DMA Transfer in Computer Architecture

DMA Transfer:- The position of the DMA controller among the other components in a computer system is illustrated in Figure. The CPU communicates with the DMA through the address and data buses as with any interface unit. The DMA has its own address, which activates the DS and RS lines. The CPU initializes the DMA through the data bus. Once the DMA receives the start control command, it can start the transfer between the peripheral device and the memory. In this post, we discuss DMA Transfer in Computer Architecture.


DMA Transfer


When the peripheral device sends a DMA request, the DMA controller activates the BR line, informing the CPU to relinquish the buses. The CPU responds with its BG line, informing the DMA that its buses are disabled. The DMA then puts the current value of its address register into the address bus, initiates the RD or WR signal, and sends a DMA acknowledge to the peripheral device. Note that the RD and WR lines in the DMA controller are bidirectional. The direction of transfer depends on the status of the BG line. When BG=0, the RD and WR are input lines allowing the CPU to communicate with the internal DMA registers. When BG= 1, the RD and WR are output lines from the DMA controller to the random-access memory to specify the read or write operation for the data.

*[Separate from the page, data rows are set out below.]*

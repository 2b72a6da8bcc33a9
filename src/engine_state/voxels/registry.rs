//! # Voxel Registry
//!
//! The sparse world-state container. Every occupied cell is one entry keyed by its
//! `GridKey`; an absent key is air. The registry owns the render handle of every
//! voxel and is the only place that creates or releases them, so the set of cubes on
//! the render surface always mirrors the set of keys in the map.
//!
//! All lookups and edits are hash map operations (O(1) amortized).

use std::collections::{hash_map::Entry, HashMap};

use log::trace;

use crate::engine_state::rendering::{RenderHandle, RenderSurface};

use super::{block::MaterialKind, grid_key::GridKey};

/// One occupied cell of the world.
#[derive(Copy, Clone, Debug, PartialEq, Eq)]
pub struct VoxelRecord {
    /// Cell the voxel occupies
    pub position: GridKey,
    /// Material the voxel is made of
    pub material: MaterialKind,
    /// Handle of the cube drawn for this voxel
    pub render_handle: RenderHandle,
}

/// Result of an insert.
#[derive(Copy, Clone, Debug, PartialEq, Eq)]
pub enum Placement {
    /// A new voxel was stored and drawn
    Inserted,
    /// The cell already held a voxel; nothing changed
    Occupied,
}

/// Sparse map from cell to voxel.
#[derive(Debug, Default)]
pub struct VoxelRegistry {
    voxels: HashMap<GridKey, VoxelRecord>,
}

impl VoxelRegistry {
    /// Creates an empty registry.
    pub fn new() -> Self {
        Self {
            voxels: HashMap::new(),
        }
    }

    /// Creates an empty registry with room for `capacity` voxels.
    pub fn with_capacity(capacity: usize) -> Self {
        Self {
            voxels: HashMap::with_capacity(capacity),
        }
    }

    /// Stores a voxel of `material` at `key` and draws it on `surface`.
    ///
    /// A cell holds at most one voxel: if `key` is already present nothing is drawn
    /// and `Placement::Occupied` is returned.
    pub fn insert<S: RenderSurface + ?Sized>(
        &mut self,
        key: GridKey,
        material: MaterialKind,
        surface: &mut S,
    ) -> Placement {
        match self.voxels.entry(key) {
            Entry::Occupied(_) => Placement::Occupied,
            Entry::Vacant(slot) => {
                let render_handle = surface.add_cube(key, material);
                slot.insert(VoxelRecord {
                    position: key,
                    material,
                    render_handle,
                });
                trace!("Inserted {} voxel at {}", material, key);
                Placement::Inserted
            }
        }
    }

    /// Deletes the voxel at `key` and releases its cube on `surface`.
    ///
    /// # Returns
    /// The removed record, or `None` if the cell was already empty.
    pub fn remove<S: RenderSurface + ?Sized>(
        &mut self,
        key: GridKey,
        surface: &mut S,
    ) -> Option<VoxelRecord> {
        let record = self.voxels.remove(&key)?;
        surface.remove_cube(record.render_handle);
        trace!("Removed {} voxel at {}", record.material, key);
        Some(record)
    }

    /// Looks up the voxel at `key`.
    pub fn get(&self, key: GridKey) -> Option<&VoxelRecord> {
        self.voxels.get(&key)
    }

    /// Whether the cell at `key` is occupied.
    pub fn contains(&self, key: GridKey) -> bool {
        self.voxels.contains_key(&key)
    }

    /// Number of voxels in the world.
    pub fn size(&self) -> usize {
        self.voxels.len()
    }

    /// Whether the world holds no voxels at all.
    pub fn is_empty(&self) -> bool {
        self.voxels.is_empty()
    }

    /// Iterates over every voxel in arbitrary order.
    pub fn iter(&self) -> impl Iterator<Item = &VoxelRecord> {
        self.voxels.values()
    }

    /// Releases every cube on `surface` and empties the registry.
    pub fn release_all<S: RenderSurface + ?Sized>(&mut self, surface: &mut S) {
        for (_, record) in self.voxels.drain() {
            surface.remove_cube(record.render_handle);
        }
    }
}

When the peripheral device receives a DMA acknowledge, it puts a word in the data bus (for write) or receives a word from the data bus (for read). Thus the DMA controls the read or write operations and supplies the address for the memory. The peripheral unit can then communicate with memory through the data bus for direct transfer between the two units while the CPU is momentarily disabled.


DMA Transfer


For each word that is transferred, the DMA increments its address register and decrements its word count register. If the word count does not reach zero, the DMA checks the request line coming from the peripheral. For a high-speed device, the line will be active as soon as the previous transfer is completed. A second transfer is then initiated, and the process continues until the entire block is transferred. If the peripheral speed is slower, the DMA request line may come somewhat later. In this case, the DMA disables the bus request line so that the CPU can continue to execute its program. When the peripheral requests a transfer, the DMA requests the buses again.

If the word count register reaches zero, the DMA stops any further transfer and removes its bus request. It also informs the CPU of the termination by means of an interrupt. When the CPU responds to the interrupt, it reads the content of the word count register. The zero value of this register indicates that all the words were transferred successfully. The CPU can read this register at any time to check the number of words already transferred.

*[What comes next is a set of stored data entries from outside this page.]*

//! Manages the WebGPU render pipeline and associated rendering resources.
//!
//! # Resource Management
//!
//! The pipeline manager owns everything the cube pass binds:
//!
//! - The render pipeline and the camera bind group
//! - The unit cube vertex and index buffers
//! - The instance buffer, grown by doubling whenever the voxel count outgrows it
//! - The depth texture, recreated on resize

use log::{debug, warn};
use wgpu::{
    util::DeviceExt, Buffer, Device, Queue, RenderPipeline, Surface, SurfaceConfiguration,
    TextureFormat,
};

use super::{
    texture,
    vertex::{cube_mesh, CubeInstance, CubeVertex},
};

/// Instance slots allocated before the first upload.
const INITIAL_INSTANCE_CAPACITY: usize = 1024;

/// Background color where no voxel is drawn.
const SKY_COLOR: wgpu::Color = wgpu::Color {
    r: 0.53,
    g: 0.81,
    b: 0.92,
    a: 1.0,
};

/// Smallest power-of-two multiple of `current` that holds `needed` instances.
pub(crate) fn grown_capacity(current: usize, needed: usize) -> usize {
    let mut capacity = current.max(1);
    while capacity < needed {
        capacity *= 2;
    }
    capacity
}

/// Owns the cube pipeline and the GPU buffers it draws from.
pub struct PipelineManager {
    render_pipeline: RenderPipeline,
    camera_bind_group: wgpu::BindGroup,
    vertex_buffer: Buffer,
    index_buffer: Buffer,
    index_count: u32,
    instance_buffer: Buffer,
    /// Number of instances `instance_buffer` can hold
    instance_capacity: usize,
    /// Number of instances uploaded by the last `upload_instances`
    instance_count: u32,
    /// Depth texture used for depth testing
    pub depth_texture: texture::Texture,
}

impl PipelineManager {
    /// Creates a new `PipelineManager` instance.
    ///
    /// # Arguments
    /// * `device` - The WebGPU device
    /// * `config` - Surface configuration containing size and format
    /// * `texture_format` - The color format of the render target
    /// * `shader_source` - The WGSL source of the cube shader
    /// * `camera_buffer` - Uniform buffer holding the `CameraUniform`
    pub fn new(
        device: &Device,
        config: &SurfaceConfiguration,
        texture_format: TextureFormat,
        shader_source: &str,
        camera_buffer: &Buffer,
    ) -> Self {
        let camera_bind_group_layout =
            device.create_bind_group_layout(&wgpu::BindGroupLayoutDescriptor {
                entries: &[wgpu::BindGroupLayoutEntry {
                    binding: 0,
                    visibility: wgpu::ShaderStages::VERTEX | wgpu::ShaderStages::FRAGMENT,
                    ty: wgpu::BindingType::Buffer {
                        ty: wgpu::BufferBindingType::Uniform,
                        has_dynamic_offset: false,
                        min_binding_size: None,
                    },
                    count: None,
                }],
                label: Some("camera_bind_group_layout"),
            });

        let camera_bind_group = device.create_bind_group(&wgpu::BindGroupDescriptor {
            layout: &camera_bind_group_layout,
            entries: &[wgpu::BindGroupEntry {
                binding: 0,
                resource: camera_buffer.as_entire_binding(),
            }],
            label: Some("camera_bind_group"),
        });

        let pipeline_layout = device.create_pipeline_layout(&wgpu::PipelineLayoutDescriptor {
            label: Some("Cube Render Pipeline Layout"),
            bind_group_layouts: &[&camera_bind_group_layout],
            push_constant_ranges: &[],
        });

        let shader = device.create_shader_module(wgpu::ShaderModuleDescriptor {
            label: Some("Cube Shader"),
            source: wgpu::ShaderSource::Wgsl(shader_source.into()),
        });

        let render_pipeline = device.create_render_pipeline(&wgpu::RenderPipelineDescriptor {
            label: Some("Cube Render Pipeline"),
            layout: Some(&pipeline_layout),
            vertex: wgpu::VertexState {
                module: &shader,
                entry_point: Some("vs_main"),
                compilation_options: Default::default(),
                buffers: &[CubeVertex::desc(), CubeInstance::desc()],
            },
            fragment: Some(wgpu::FragmentState {
                module: &shader,
                entry_point: Some("fs_main"),
                compilation_options: Default::default(),
                targets: &[Some(wgpu::ColorTargetState {
                    format: texture_format,
                    blend: Some(wgpu::BlendState::REPLACE),
                    write_mask: wgpu::ColorWrites::ALL,
                })],
            }),
            primitive: wgpu::PrimitiveState {
                topology: wgpu::PrimitiveTopology::TriangleList,
                strip_index_format: None,
                front_face: wgpu::FrontFace::Ccw,
                cull_mode: Some(wgpu::Face::Back),
                polygon_mode: wgpu::PolygonMode::Fill,
                unclipped_depth: false,
                conservative: false,
            },
            depth_stencil: Some(wgpu::DepthStencilState {
                format: texture::Texture::DEPTH_FORMAT,
                depth_write_enabled: true,
                depth_compare: wgpu::CompareFunction::Less,
                stencil: wgpu::StencilState::default(),
                bias: wgpu::DepthBiasState::default(),
            }),
            multisample: Default::default(),
            multiview: None,
            cache: None,
        });

        let (vertices, indices) = cube_mesh();
        let vertex_buffer = device.create_buffer_init(&wgpu::util::BufferInitDescriptor {
            label: Some("Cube Vertex Buffer"),
            contents: bytemuck::cast_slice(&vertices),
            usage: wgpu::BufferUsages::VERTEX,
        });
        let index_buffer = device.create_buffer_init(&wgpu::util::BufferInitDescriptor {
            label: Some("Cube Index Buffer"),
            contents: bytemuck::cast_slice(&indices),
            usage: wgpu::BufferUsages::INDEX,
        });

        let instance_capacity = INITIAL_INSTANCE_CAPACITY;
        let instance_buffer = Self::create_instance_buffer(device, instance_capacity);

        let depth_texture =
            texture::Texture::create_depth_texture(device, config, "DEPTH TEXTURE");

        Self {
            render_pipeline,
            camera_bind_group,
            vertex_buffer,
            index_buffer,
            index_count: indices.len() as u32,
            instance_buffer,
            instance_capacity,
            instance_count: 0,
            depth_texture,
        }
    }

    fn create_instance_buffer(device: &Device, capacity: usize) -> Buffer {
        device.create_buffer(&wgpu::BufferDescriptor {
            label: Some("Cube Instance Buffer"),
            size: (capacity * std::mem::size_of::<CubeInstance>()) as wgpu::BufferAddress,
            usage: wgpu::BufferUsages::VERTEX | wgpu::BufferUsages::COPY_DST,
            mapped_at_creation: false,
        })
    }

    /// Replaces the instance buffer contents, growing the buffer if needed.
    pub fn upload_instances(&mut self, device: &Device, queue: &Queue, instances: &[CubeInstance]) {
        if instances.len() > self.instance_capacity {
            self.instance_capacity = grown_capacity(self.instance_capacity, instances.len());
            self.instance_buffer = Self::create_instance_buffer(device, self.instance_capacity);
            debug!("Instance buffer grown to {} slots", self.instance_capacity);
        }

        if !instances.is_empty() {
            queue.write_buffer(&self.instance_buffer, 0, bytemuck::cast_slice(instances));
        }
        self.instance_count = instances.len() as u32;
    }

    /// Renders a frame to the given surface.
    ///
    /// Frames that cannot be acquired (for example while the window is being
    /// resized or minimized) are skipped.
    pub fn render(&mut self, surface: &Surface, device: &Device, queue: &Queue) {
        let frame = match surface.get_current_texture() {
            Ok(frame) => frame,
            Err(err) => {
                warn!("Skipping frame: {:?}", err);
                return;
            }
        };

        let view = frame.texture.create_view(&Default::default());
        let mut encoder = device.create_command_encoder(&Default::default());
        {
            let depth_stencil_attachment = Some(wgpu::RenderPassDepthStencilAttachment {
                view: &self.depth_texture.view,
                depth_ops: Some(wgpu::Operations {
                    load: wgpu::LoadOp::Clear(1.0),
                    store: wgpu::StoreOp::Store,
                }),
                stencil_ops: None,
            });
            let mut rpass = encoder.begin_render_pass(&wgpu::RenderPassDescriptor {
                color_attachments: &[Some(wgpu::RenderPassColorAttachment {
                    view: &view,
                    resolve_target: None,
                    ops: wgpu::Operations {
                        load: wgpu::LoadOp::Clear(SKY_COLOR),
                        store: wgpu::StoreOp::Store,
                    },
                })],
                depth_stencil_attachment,
                ..Default::default()
            });

            if self.instance_count > 0 {
                rpass.set_pipeline(&self.render_pipeline);
                rpass.set_bind_group(0, &self.camera_bind_group, &[]);
                rpass.set_vertex_buffer(0, self.vertex_buffer.slice(..));
                rpass.set_vertex_buffer(1, self.instance_buffer.slice(..));
                rpass.set_index_buffer(self.index_buffer.slice(..), wgpu::IndexFormat::Uint16);
                rpass.draw_indexed(0..self.index_count, 0, 0..self.instance_count);
            }
        }

        queue.submit([encoder.finish()]);
        frame.present();
    }

    /// Handles window resize events by recreating the depth texture.
    pub fn resize(&mut self, device: &Device, config: &SurfaceConfiguration) {
        self.depth_texture =
            texture::Texture::create_depth_texture(device, config, "DEPTH TEXTURE");
    }
}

A DMA controller may have more than one channel. In this case, each channel has a request and acknowledge pair of control signals which are connected to separate peripheral devices. Each channel also has its own address register and word count register within the DMA controller. A priority among the channels may be established so that channels with high priority are serviced before channels with lower priority.

DMA transfer is very useful in many applications. It is used for the fast transfer of information between magnetic disks and memory. It is also useful for updating the display in an interactive terminal. Typically, an image of the screen display of the terminal is kept in memory which can be updated under program control. The contents of the memory can be transferred to the screen periodically by means of DMA transfer.